◆ Stored items
################

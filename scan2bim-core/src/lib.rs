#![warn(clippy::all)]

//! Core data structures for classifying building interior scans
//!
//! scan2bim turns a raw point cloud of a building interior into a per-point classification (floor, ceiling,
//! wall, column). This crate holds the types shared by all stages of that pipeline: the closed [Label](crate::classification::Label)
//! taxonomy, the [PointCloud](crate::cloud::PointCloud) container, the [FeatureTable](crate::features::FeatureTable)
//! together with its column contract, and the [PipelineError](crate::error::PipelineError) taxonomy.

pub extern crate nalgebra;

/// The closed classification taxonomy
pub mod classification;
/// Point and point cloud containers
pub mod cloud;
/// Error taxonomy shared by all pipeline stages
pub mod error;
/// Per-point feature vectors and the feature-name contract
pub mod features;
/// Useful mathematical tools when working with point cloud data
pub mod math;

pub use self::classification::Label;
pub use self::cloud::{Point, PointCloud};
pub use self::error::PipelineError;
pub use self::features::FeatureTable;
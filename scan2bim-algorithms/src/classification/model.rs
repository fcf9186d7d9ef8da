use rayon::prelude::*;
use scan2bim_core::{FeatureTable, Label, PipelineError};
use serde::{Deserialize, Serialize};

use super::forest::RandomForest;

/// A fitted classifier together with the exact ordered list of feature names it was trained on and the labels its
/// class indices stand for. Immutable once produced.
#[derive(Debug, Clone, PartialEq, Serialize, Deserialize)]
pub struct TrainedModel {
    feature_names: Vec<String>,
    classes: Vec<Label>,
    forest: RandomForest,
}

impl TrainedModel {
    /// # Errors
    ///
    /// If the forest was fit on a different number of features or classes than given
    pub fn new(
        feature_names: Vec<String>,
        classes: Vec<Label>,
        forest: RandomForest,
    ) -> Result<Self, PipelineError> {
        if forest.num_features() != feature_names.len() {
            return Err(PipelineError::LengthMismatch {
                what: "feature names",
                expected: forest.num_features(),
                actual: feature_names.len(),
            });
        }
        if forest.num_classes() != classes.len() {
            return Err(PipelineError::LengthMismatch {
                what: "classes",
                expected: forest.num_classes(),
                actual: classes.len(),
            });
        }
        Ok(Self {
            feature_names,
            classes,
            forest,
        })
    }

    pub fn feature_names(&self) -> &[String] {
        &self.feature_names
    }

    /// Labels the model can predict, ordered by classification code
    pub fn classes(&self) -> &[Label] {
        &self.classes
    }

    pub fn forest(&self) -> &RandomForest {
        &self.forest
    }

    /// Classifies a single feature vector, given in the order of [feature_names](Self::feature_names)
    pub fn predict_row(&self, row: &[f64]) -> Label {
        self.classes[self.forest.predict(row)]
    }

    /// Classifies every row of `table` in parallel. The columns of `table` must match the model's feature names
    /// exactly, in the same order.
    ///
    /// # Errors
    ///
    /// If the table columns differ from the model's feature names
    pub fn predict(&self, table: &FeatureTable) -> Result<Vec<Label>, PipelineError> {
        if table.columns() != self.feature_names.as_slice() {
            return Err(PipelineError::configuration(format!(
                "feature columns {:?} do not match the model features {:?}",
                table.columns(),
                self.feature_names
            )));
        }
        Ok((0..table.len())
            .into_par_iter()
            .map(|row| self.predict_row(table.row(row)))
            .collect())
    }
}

################

◆ Prompt
The answer must be every line of the records above that holds the word "shared".

◆ Answer space
//! wall, column). This crate holds the types shared by all stages of that pipeline: the closed [Label](crate::classification::Label)
/// Error taxonomy shared by all pipeline stages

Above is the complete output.